──────── SOURCE DATA ────────
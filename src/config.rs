//! Process-wide configuration
//!
//! Loaded once at startup from a TOML file; every field has a default so a
//! missing file yields a usable (if keyless) configuration. A few secrets
//! can be supplied through the environment instead of the file.

use std::path::{Path, PathBuf};
use std::time::Duration;

use serde::{Deserialize, Serialize};

use crate::audit::pagespeed::DEFAULT_ENDPOINT;
use crate::audit::PageSpeedConfig;
use crate::error::{MonitorError, Result};
use crate::runner::RunnerConfig;
use crate::scheduler::SchedulerConfig;
use crate::sink::auth::SHEETS_SCOPE;
use crate::sink::sheets::{DEFAULT_RANGE, DEFAULT_SHEETS_BASE_URL};
use crate::sink::SheetsConfig;

pub const DEFAULT_CONFIG_FILE: &str = "pagespeed.toml";

pub const ENV_API_KEY: &str = "PAGESPEED_API_KEY";
pub const ENV_SHEET_ID: &str = "PAGESPEED_SHEET_ID";
pub const ENV_CREDENTIALS: &str = "PAGESPEED_CREDENTIALS";

#[derive(Debug, Clone, Serialize, Deserialize)]
pub struct MonitorConfig {
    /// PageSpeed Insights API key
    #[serde(default)]
    pub api_key: String,

    #[serde(default = "default_endpoint")]
    pub endpoint: String,

    /// Service-account JSON key used for the Sheets API
    #[serde(default)]
    pub credentials_file: Option<PathBuf>,

    #[serde(default = "default_scopes")]
    pub scopes: Vec<String>,

    #[serde(default)]
    pub sheet_id: String,

    #[serde(default = "default_sheet_range")]
    pub sheet_range: String,

    #[serde(default = "default_sheets_base_url")]
    pub sheets_base_url: String,

    /// Initial targets
    #[serde(default)]
    pub targets: Vec<String>,

    /// Concurrent audit units (default: 4)
    #[serde(default = "default_workers")]
    pub workers: usize,

    /// Per-audit request deadline (default: 120)
    #[serde(default = "default_request_timeout_secs")]
    pub request_timeout_secs: u64,

    /// Seconds between cycles (default: 4 hours)
    #[serde(default = "default_interval_secs")]
    pub interval_secs: u64,

    /// How often the scheduler checks for due work (default: 60)
    #[serde(default = "default_poll_interval_secs")]
    pub poll_interval_secs: u64,

    /// Log file, appended to; empty disables file logging
    #[serde(default = "default_log_file")]
    pub log_file: String,
}

fn default_endpoint() -> String {
    DEFAULT_ENDPOINT.to_string()
}

fn default_scopes() -> Vec<String> {
    vec![SHEETS_SCOPE.to_string()]
}

fn default_sheet_range() -> String {
    DEFAULT_RANGE.to_string()
}

fn default_sheets_base_url() -> String {
    DEFAULT_SHEETS_BASE_URL.to_string()
}

fn default_workers() -> usize {
    4
}

fn default_request_timeout_secs() -> u64 {
    120
}

fn default_interval_secs() -> u64 {
    4 * 60 * 60
}

fn default_poll_interval_secs() -> u64 {
    60
}

fn default_log_file() -> String {
    "pagespeed.log".to_string()
}

impl Default for MonitorConfig {
    fn default() -> Self {
        Self {
            api_key: String::new(),
            endpoint: default_endpoint(),
            credentials_file: None,
            scopes: default_scopes(),
            sheet_id: String::new(),
            sheet_range: default_sheet_range(),
            sheets_base_url: default_sheets_base_url(),
            targets: Vec::new(),
            workers: default_workers(),
            request_timeout_secs: default_request_timeout_secs(),
            interval_secs: default_interval_secs(),
            poll_interval_secs: default_poll_interval_secs(),
            log_file: default_log_file(),
        }
    }
}

impl MonitorConfig {
    /// Load from `path`, falling back to defaults if the file is absent,
    /// then apply environment overrides and validate.
    pub fn load(path: impl AsRef<Path>) -> Result<Self> {
        let path = path.as_ref();
        let mut config = if path.exists() {
            let content = std::fs::read_to_string(path).map_err(|e| {
                MonitorError::Config(format!(
                    "Failed to read config file {}: {}",
                    path.display(),
                    e
                ))
            })?;
            Self::from_toml(&content).map_err(|e| {
                MonitorError::Config(format!(
                    "Failed to parse config file {}: {}",
                    path.display(),
                    e
                ))
            })?
        } else {
            tracing::debug!(path = %path.display(), "Config file not found, using defaults");
            Self::default()
        };

        config.apply_env(|name| std::env::var(name).ok());
        config.validate()?;
        Ok(config)
    }

    pub fn from_toml(content: &str) -> Result<Self> {
        toml::from_str(content).map_err(|e| MonitorError::Config(e.to_string()))
    }

    /// Overlay non-empty values from the environment
    pub fn apply_env(&mut self, lookup: impl Fn(&str) -> Option<String>) {
        let non_empty = |name: &str| lookup(name).filter(|v| !v.trim().is_empty());

        if let Some(key) = non_empty(ENV_API_KEY) {
            self.api_key = key;
        }
        if let Some(sheet_id) = non_empty(ENV_SHEET_ID) {
            self.sheet_id = sheet_id;
        }
        if let Some(path) = non_empty(ENV_CREDENTIALS) {
            self.credentials_file = Some(PathBuf::from(path));
        }
    }

    pub fn validate(&self) -> Result<()> {
        if self.workers == 0 {
            return Err(MonitorError::Config("workers must be at least 1".to_string()));
        }
        if self.request_timeout_secs == 0 {
            return Err(MonitorError::Config(
                "request_timeout_secs must be greater than 0".to_string(),
            ));
        }
        if self.interval_secs == 0 || self.poll_interval_secs == 0 {
            return Err(MonitorError::Config(
                "interval_secs and poll_interval_secs must be greater than 0".to_string(),
            ));
        }
        if self.scopes.iter().any(|s| s.trim().is_empty()) {
            return Err(MonitorError::Config("scopes must not contain empty entries".to_string()));
        }
        Ok(())
    }

    pub fn pagespeed(&self) -> PageSpeedConfig {
        PageSpeedConfig {
            endpoint: self.endpoint.clone(),
            api_key: self.api_key.clone(),
            timeout: Duration::from_secs(self.request_timeout_secs),
        }
    }

    pub fn sheets(&self) -> SheetsConfig {
        SheetsConfig {
            range: self.sheet_range.clone(),
            base_url: self.sheets_base_url.clone(),
            ..SheetsConfig::new(self.sheet_id.clone())
        }
    }

    pub fn runner(&self) -> RunnerConfig {
        RunnerConfig {
            workers: self.workers,
        }
    }

    pub fn scheduler(&self) -> SchedulerConfig {
        SchedulerConfig {
            interval: Duration::from_secs(self.interval_secs),
            poll_interval: Duration::from_secs(self.poll_interval_secs),
        }
    }
}

#[cfg(test)]
mod tests {
    use super::*;
    use std::collections::HashMap;

    #[test]
    fn test_default_config() {
        let config = MonitorConfig::default();
        assert_eq!(config.workers, 4);
        assert_eq!(config.request_timeout_secs, 120);
        assert_eq!(config.interval_secs, 14_400);
        assert_eq!(config.poll_interval_secs, 60);
        assert_eq!(config.sheet_range, "Sheet1!A:H");
        assert_eq!(config.scopes, vec![SHEETS_SCOPE.to_string()]);
        assert!(config.targets.is_empty());
        assert!(config.validate().is_ok());
    }

    #[test]
    fn test_config_deserialize() {
        let toml_str = r#"
            api_key = "k"
            sheet_id = "sheet-1"
            credentials_file = "/etc/pagespeed/creds.json"
            targets = ["https://example.com", "https://example.org"]
            workers = 8
            interval_secs = 3600
        "#;
        let config = MonitorConfig::from_toml(toml_str).unwrap();
        assert_eq!(config.api_key, "k");
        assert_eq!(config.sheet_id, "sheet-1");
        assert_eq!(
            config.credentials_file,
            Some(PathBuf::from("/etc/pagespeed/creds.json"))
        );
        assert_eq!(config.targets.len(), 2);
        assert_eq!(config.workers, 8);
        assert_eq!(config.interval_secs, 3600);
        assert_eq!(config.poll_interval_secs, 60);
    }

    #[test]
    fn test_config_rejects_unknown_types() {
        assert!(MonitorConfig::from_toml("workers = \"four\"").is_err());
    }

    #[test]
    fn test_validate_rejects_zero_workers() {
        let config = MonitorConfig {
            workers: 0,
            ..Default::default()
        };
        assert!(matches!(config.validate(), Err(MonitorError::Config(_))));
    }

    #[test]
    fn test_validate_rejects_blank_scope() {
        let config = MonitorConfig {
            scopes: vec![" ".to_string()],
            ..Default::default()
        };
        assert!(config.validate().is_err());
    }

    #[test]
    fn test_env_overrides() {
        let env: HashMap<&str, &str> = [
            (ENV_API_KEY, "from-env"),
            (ENV_SHEET_ID, ""),
            (ENV_CREDENTIALS, "/tmp/creds.json"),
        ]
        .into_iter()
        .collect();

        let mut config = MonitorConfig {
            sheet_id: "from-file".to_string(),
            ..Default::default()
        };
        config.apply_env(|name| env.get(name).map(|v| v.to_string()));

        assert_eq!(config.api_key, "from-env");
        assert_eq!(config.sheet_id, "from-file");
        assert_eq!(config.credentials_file, Some(PathBuf::from("/tmp/creds.json")));
    }

    #[test]
    fn test_load_missing_file_uses_defaults() {
        let dir = tempfile::tempdir().unwrap();
        let config = MonitorConfig::load(dir.path().join("absent.toml")).unwrap();
        assert_eq!(config.workers, 4);
    }

    #[test]
    fn test_load_from_file() {
        let dir = tempfile::tempdir().unwrap();
        let path = dir.path().join("pagespeed.toml");
        std::fs::write(&path, "workers = 2\nsheet_range = \"Perf!A:H\"\n").unwrap();

        let config = MonitorConfig::load(&path).unwrap();
        assert_eq!(config.workers, 2);
        assert_eq!(config.sheets().range, "Perf!A:H");
        assert_eq!(config.runner().workers, 2);
    }

    #[test]
    fn test_load_invalid_file() {
        let dir = tempfile::tempdir().unwrap();
        let path = dir.path().join("pagespeed.toml");
        std::fs::write(&path, "workers = 0\n").unwrap();
        assert!(MonitorConfig::load(&path).is_err());
    }

    #[test]
    fn test_derived_configs() {
        let config = MonitorConfig {
            api_key: "k".to_string(),
            request_timeout_secs: 90,
            ..Default::default()
        };
        let ps = config.pagespeed();
        assert_eq!(ps.api_key, "k");
        assert_eq!(ps.timeout, Duration::from_secs(90));

        let sched = config.scheduler();
        assert_eq!(sched.interval, Duration::from_secs(14_400));
        assert_eq!(sched.poll_interval, Duration::from_secs(60));
    }
}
────────
■ **WHAT IS BEING ASKED**
Tally, across the records, each line that contains the word "PageSpeedConfig", and answer with nothing except the count.

■ **PROBLEM SOLUTION**
3